Kuveyt hükümeti, Siyonist rejimi NPT'ye katılmadığı için defalarca eleştiren Batı Asya bölgesinin hükümetlerinden biridir. Kuveyt açısından, Siyonist rejimin NPT anlaşmasına uymaması ve nükleer tesislerinin, Ajans'ın denetimi dışında olması, "Sadece bir güvenlik riski değil, nükleer güvenliği ve insan sağlığını da tehlikeye atmakla kalmıyor, özellikle nükleer tesislerinin yaşı da Batı Asya bölgesi için stratejik bir risk sayılıyor."

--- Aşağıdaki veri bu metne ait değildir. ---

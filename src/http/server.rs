//! HTTP server setup and configuration.
//!
//! # Responsibilities
//! - Create Axum Router with all handlers
//! - Wire up middleware (request ID, tracing, timeout)
//! - Serve over TLS on a pre-bound listener
//! - Stop gracefully through an `axum_server::Handle`

use std::sync::Arc;
use std::time::Duration;

use axum::{routing::get, Router};
use axum_server::tls_rustls::RustlsConfig;
use axum_server::Handle;
use metrics_exporter_prometheus::PrometheusHandle;
use tokio::net::TcpListener;
use tower::ServiceBuilder;
use tower_http::{
    request_id::{PropagateRequestIdLayer, SetRequestIdLayer},
    timeout::TimeoutLayer,
    trace::TraceLayer,
};

use crate::config::HttpConfig;
use crate::host::ServiceHost;
use crate::http::handlers;
use crate::http::request::RequestIdMaker;

/// Application state injected into handlers.
#[derive(Clone)]
pub struct AppState {
    pub host: Arc<ServiceHost>,
    pub metrics: Option<PrometheusHandle>,
}

/// HTTP front-end of the host.
pub struct HttpServer {
    router: Router,
}

impl HttpServer {
    /// Create a new HTTP server with the given configuration.
    pub fn new(host: Arc<ServiceHost>, metrics: Option<PrometheusHandle>, config: &HttpConfig) -> Self {
        let state = AppState { host, metrics };
        let router = Self::build_router(config, state);
        Self { router }
    }

    /// Build the Axum router with all middleware layers.
    #[allow(deprecated)]
    fn build_router(config: &HttpConfig, state: AppState) -> Router {
        Router::new()
            .route("/cert", get(handlers::cert))
            .route("/healthz", get(handlers::healthz))
            .route("/version", get(handlers::version))
            .route("/metrics", get(handlers::metrics))
            .with_state(state)
            .layer(
                ServiceBuilder::new()
                    .layer(SetRequestIdLayer::x_request_id(RequestIdMaker))
                    .layer(TraceLayer::new_for_http())
                    .layer(TimeoutLayer::new(Duration::from_secs(
                        config.request_timeout_secs,
                    )))
                    .layer(PropagateRequestIdLayer::x_request_id()),
            )
    }

    /// Serve TLS on `listener` until `handle` shuts the server down.
    ///
    /// In-flight requests finish; there is no deadline.
    pub async fn serve(
        self,
        listener: TcpListener,
        tls: RustlsConfig,
        handle: Handle,
    ) -> Result<(), std::io::Error> {
        let address = listener.local_addr()?;
        tracing::info!(address = %address, "HTTP server starting");

        let listener = listener.into_std()?;
        axum_server::from_tcp_rustls(listener, tls)
            .handle(handle)
            .serve(self.router.into_make_service())
            .await?;

        tracing::info!("HTTP server stopped");
        Ok(())
    }
}
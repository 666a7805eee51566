//! provision-host
//!
//! Serves the provisioning RPC and HTTP front-ends over TLS.
//!
//! # Architecture Overview
//!
//! ```text
//!                      ┌──────────────────────────────────────────────────┐
//!                      │                  PROVISION HOST                  │
//!                      │                                                  │
//!   flags / env / toml │  ┌────────┐    ┌─────────────┐    ┌───────────┐  │
//!   ───────────────────┼─▶│ config │───▶│ credentials │───▶│   host    │  │
//!                      │  └────────┘    │  resolver   │    │ (store +  │  │
//!                      │                └─────────────┘    │ registry) │  │
//!                      │                                   └─────┬─────┘  │
//!                      │                                         │        │
//!                      │         ┌───────────────────────────────┤        │
//!                      │         ▼                               ▼        │
//!   RPC clients        │  ┌─────────────┐                 ┌─────────────┐ │
//!   ◀──────────────────┼─▶│ rpc (TLS)   │                 │ http (TLS)  │◀┼──── HTTP clients
//!                      │  └──────┬──────┘                 └──────┬──────┘ │
//!                      │         └──────────┬────────────────────┘        │
//!                      │                    ▼                             │
//!                      │          ┌───────────────────┐                   │
//!                      │          │ lifecycle         │◀── SIGINT/QUIT/TERM
//!                      │          │ supervisor        │                   │
//!                      │          └───────────────────┘                   │
//!                      └──────────────────────────────────────────────────┘
//! ```

use std::path::PathBuf;
use std::sync::Arc;

use clap::Parser;

use provision_host::config::{loader, ConfigError, HostConfig, Overrides};
use provision_host::lifecycle::Supervisor;
use provision_host::observability::{logging, metrics};
use provision_host::store::MemoryConnector;

#[derive(Parser)]
#[command(name = "provision-host")]
#[command(about = "TLS host for the provisioning RPC and HTTP services", long_about = None)]
#[command(version)]
struct Cli {
    /// TOML configuration file
    #[arg(short, long)]
    config: Option<PathBuf>,

    /// CA certificate, prepended to the served chain
    #[arg(long)]
    ca_cert: Option<String>,

    /// TLS certificate (empty string: use the facility directory)
    #[arg(long)]
    tls_cert: Option<String>,

    /// TLS private key (empty string: use the facility directory)
    #[arg(long)]
    tls_key: Option<String>,

    /// Facility selecting the fallback certificate directory
    #[arg(long)]
    facility: Option<String>,
}

impl Cli {
    fn load(self) -> Result<HostConfig, ConfigError> {
        let mut config = match &self.config {
            Some(path) => loader::read_config(path)?,
            None => HostConfig::default(),
        };
        config.apply_env(|key| std::env::var(key).ok());
        config.apply_overrides(Overrides {
            ca_cert: self.ca_cert,
            tls_cert: self.tls_cert,
            tls_key: self.tls_key,
            facility: self.facility,
        });
        config.finalize()
    }
}

#[tokio::main]
async fn main() {
    let config = match Cli::parse().load() {
        Ok(config) => config,
        Err(e) => {
            // Logging is configured by the file that just failed to load.
            eprintln!("provision-host: {e}");
            std::process::exit(1);
        }
    };

    logging::init(&config.observability);
    tracing::info!(
        rpc_address = %config.rpc.bind_address,
        http_address = %config.http.bind_address,
        facility = %config.credentials.facility,
        "Configuration loaded"
    );

    let mut supervisor = Supervisor::new(config.clone(), Arc::new(MemoryConnector::new()));
    if config.observability.metrics_enabled {
        match metrics::install_recorder() {
            Ok(handle) => supervisor = supervisor.with_metrics(handle),
            Err(e) => tracing::error!(error = %e, "Failed to install metrics recorder"),
        }
    }

    if let Err(e) = supervisor.run().await {
        tracing::error!(error = %e, "provision-host exiting");
        std::process::exit(1);
    }
}
//! Service host: the state every front-end handler depends on.
//!
//! # Data Flow
//! ```text
//! StoreConnector::connect()
//!     → ServiceHost (store handle, readiness flag)
//!     → shared via Arc to the RPC services and the HTTP router
//!
//! Streaming clients:
//!     watch(key)   → registry.rs subscribe → Subscription (drop = unsubscribe)
//!     publish(key) → registry.rs try_send  → subscriber stream
//! ```

pub mod registry;
pub mod state;

pub use registry::{SubscriberRegistry, Subscription};
pub use state::{NotReady, ServiceHost};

Şimdi bu istek ve eleştiri bir kez daha Kuveyt hükümeti tarafından gündeme geldi. Kuveyt'in Birleşmiş Milletler'in Viyana Daimi Temsilcisi Talal el-Fassam, Uluslararası Atom Enerjisi Ajansı'nın 66. Genel Kurulu'nda yaptığı açıklamada, Siyonist rejim nükleer tesislerinin Uluslararası Atom Enerjisi Ajansı'nın tam denetiminde olması gerektiğini söyledi.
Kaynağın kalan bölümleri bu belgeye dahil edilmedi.